NOTE: This is a bonus series designed for teaching postgraduate courses on Education and Development in Contemporary Asia. This episode (comprising previously published episodes of the Asian Education Podcast) is fully accessible. For details on terms of access to the whole series write to: [email protected]
Assessment, educational competitiveness and ‘shadow education’
This session examines the prevalence of supplementary private education (or ‘shadow education’) across contemporary Asia. Highlighting the intense educational competitiveness that has fuelled this phenomenon, we discuss what is causing this, and why it has become so pervasive and extreme. Much of the focus in discussions of educational intensity focuses on cultures and systems of educational assessment, but competitive credentialism is more than a state of mind or a matter of testing techniques - it is symptomatic of deeper social issues. The fundamental factors driving the explosive growth of shadow education are varied and complex. They include the rapid expansion of access to education (at both schooling and college levels); a corresponding growth in the use of educational qualifications to select candidates for employment and further education; and profound social insecurity in contexts of minimal public welfare provision and vast (and growing) disparities in income and opportunity. The ramifications of the shadow education ‘craze’ are also extensive and complex, and include its ‘backwash’ effect on regular schooling.
This session draws on previous episodes of the Asian Education Podcast: Series 1, Episode 10 with Zhang Wei: Series 2, Episode 5: Latika Gupta on Educational Philanthropy in India Series 4 (Asian Education on Film), Episode 8: Aarakshan
Questions discussed include: What is the role of culture or popular attitudes in fuelling the craze for ‘shadow education’ in Asian societies? Why do governments (e.g. in China) often focus on cultural attitudes or opportunistic profiteering as key determinants of this problem? What forms does private supplementary education take? To what extent and why do patterns of provision vary across different societies or regions of Asia - e.g. in South Asia as compared with East Asia? What effects does the growth of private supplementary education have on regular formal schooling? What impacts does this phenomenon have on the work of teachers in the formal system? How is the expansion of shadow education related to the growth of private provision in education more broadly? How have various governments responded to the growth of shadow education and the social pressures with which it is related? Taking the case of China’s ‘Double Reduction Policy’ as an example, what can we say about the prospects of success for such attempts to curb the supply of private supplementary education?

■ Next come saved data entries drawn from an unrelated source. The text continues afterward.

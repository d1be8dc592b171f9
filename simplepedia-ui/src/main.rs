//! simplepedia-ui - Encyclopedia browser service
//!
//! Loads the seed collection, then serves the browsing, editing and
//! selection API until interrupted. State lives only for the process
//! lifetime.

use std::path::PathBuf;

use anyhow::{Context, Result};
use clap::Parser;
use simplepedia_common::config::{load_toml_config, resolve_settings, CliOverrides, CompiledDefaults};
use simplepedia_common::seed::load_seed;
use simplepedia_common::Collection;
use simplepedia_ui::{build_router, AppState};
use tokio::signal;
use tracing::{info, warn};

/// Command-line arguments for simplepedia-ui
#[derive(Parser, Debug)]
#[command(name = "simplepedia-ui")]
#[command(about = "Encyclopedia browser service")]
#[command(version)]
struct Args {
    /// TOML config file
    #[arg(short, long, env = "SIMPLEPEDIA_CONFIG")]
    config: Option<PathBuf>,

    /// JSON seed fixture with the initial articles
    #[arg(short, long, env = "SIMPLEPEDIA_SEED")]
    seed: Option<PathBuf>,

    /// Address to bind
    #[arg(long, env = "SIMPLEPEDIA_HOST")]
    host: Option<String>,

    /// Port to listen on
    #[arg(short, long, env = "SIMPLEPEDIA_PORT")]
    port: Option<u16>,

    /// Log level used when RUST_LOG is not set
    #[arg(long, env = "SIMPLEPEDIA_LOG_LEVEL")]
    log_level: Option<String>,
}

impl Args {
    fn overrides(&self) -> CliOverrides {
        CliOverrides {
            config_path: self.config.clone(),
            seed_path: self.seed.clone(),
            host: self.host.clone(),
            port: self.port,
            log_level: self.log_level.clone(),
        }
    }
}

#[tokio::main]
async fn main() -> Result<()> {
    let args = Args::parse();
    let cli = args.overrides();

    // Config is read before tracing exists so the file can set the log level
    let file_config = load_toml_config(cli.config_path.as_deref())
        .context("Failed to load configuration")?;
    let settings = resolve_settings(&cli, &file_config, &CompiledDefaults::default());

    tracing_subscriber::fmt()
        .with_env_filter(
            tracing_subscriber::EnvFilter::try_from_default_env().unwrap_or_else(|_| {
                format!(
                    "simplepedia_ui={0},simplepedia_common={0},tower_http=info",
                    settings.log_level
                )
                .into()
            }),
        )
        .init();

    // Build identification first, before any slow startup work
    info!(
        "Starting Simplepedia (simplepedia-ui) v{} [{}] built {} ({})",
        env!("CARGO_PKG_VERSION"),
        env!("GIT_HASH"),
        env!("BUILD_TIMESTAMP"),
        env!("BUILD_PROFILE")
    );

    let collection = match &settings.seed_path {
        Some(path) => load_seed(path)
            .with_context(|| format!("Failed to load seed from {}", path.display()))?,
        None => {
            warn!("No seed fixture configured, starting with an empty collection");
            Collection::empty()
        }
    };
    info!("✓ Collection ready ({} articles)", collection.len());

    let state = AppState::new(collection);
    let app = build_router(state);

    let addr = settings.bind_addr();
    let listener = tokio::net::TcpListener::bind(&addr)
        .await
        .with_context(|| format!("Failed to bind to {}", addr))?;
    info!("simplepedia-ui listening on http://{}", addr);
    info!("Health check: http://{}/health", addr);

    axum::serve(listener, app)
        .with_graceful_shutdown(shutdown_signal())
        .await
        .context("Server error")?;

    info!("Server shutdown complete");
    Ok(())
}

/// Graceful shutdown signal handler
async fn shutdown_signal() {
    let ctrl_c = async {
        signal::ctrl_c()
            .await
            .expect("Failed to install Ctrl+C handler");
    };

    #[cfg(unix)]
    let terminate = async {
        signal::unix::signal(signal::unix::SignalKind::terminate())
            .expect("Failed to install signal handler")
            .recv()
            .await;
    };

    #[cfg(not(unix))]
    let terminate = std::future::pending::<()>();

    tokio::select! {
        _ = ctrl_c => {
            info!("Received Ctrl+C, shutting down");
        },
        _ = terminate => {
            info!("Received terminate signal, shutting down");
        },
    }
}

Readings: Zhang Wei (2023). Taming the Wild Horse of Shadow Education: The Global Expansion of Private Tutoring and Regulatory Responses. London and New York: Routledge (open access).
Kaori Okano (2021). Education and Social Justice in Japan. New York and London: Routledge, Chapter 7.
Edward Vickers (2024). Review of Le Lin (2022), The Fruits of Opportunism, China Journal 91, 136-139.
Bhorkar, S., & Bray, M. (2018). ‘The expansion and roles of private tutoring in India: From supplementation to supplantation’, International Journal of Educational Development, 62, 148-156.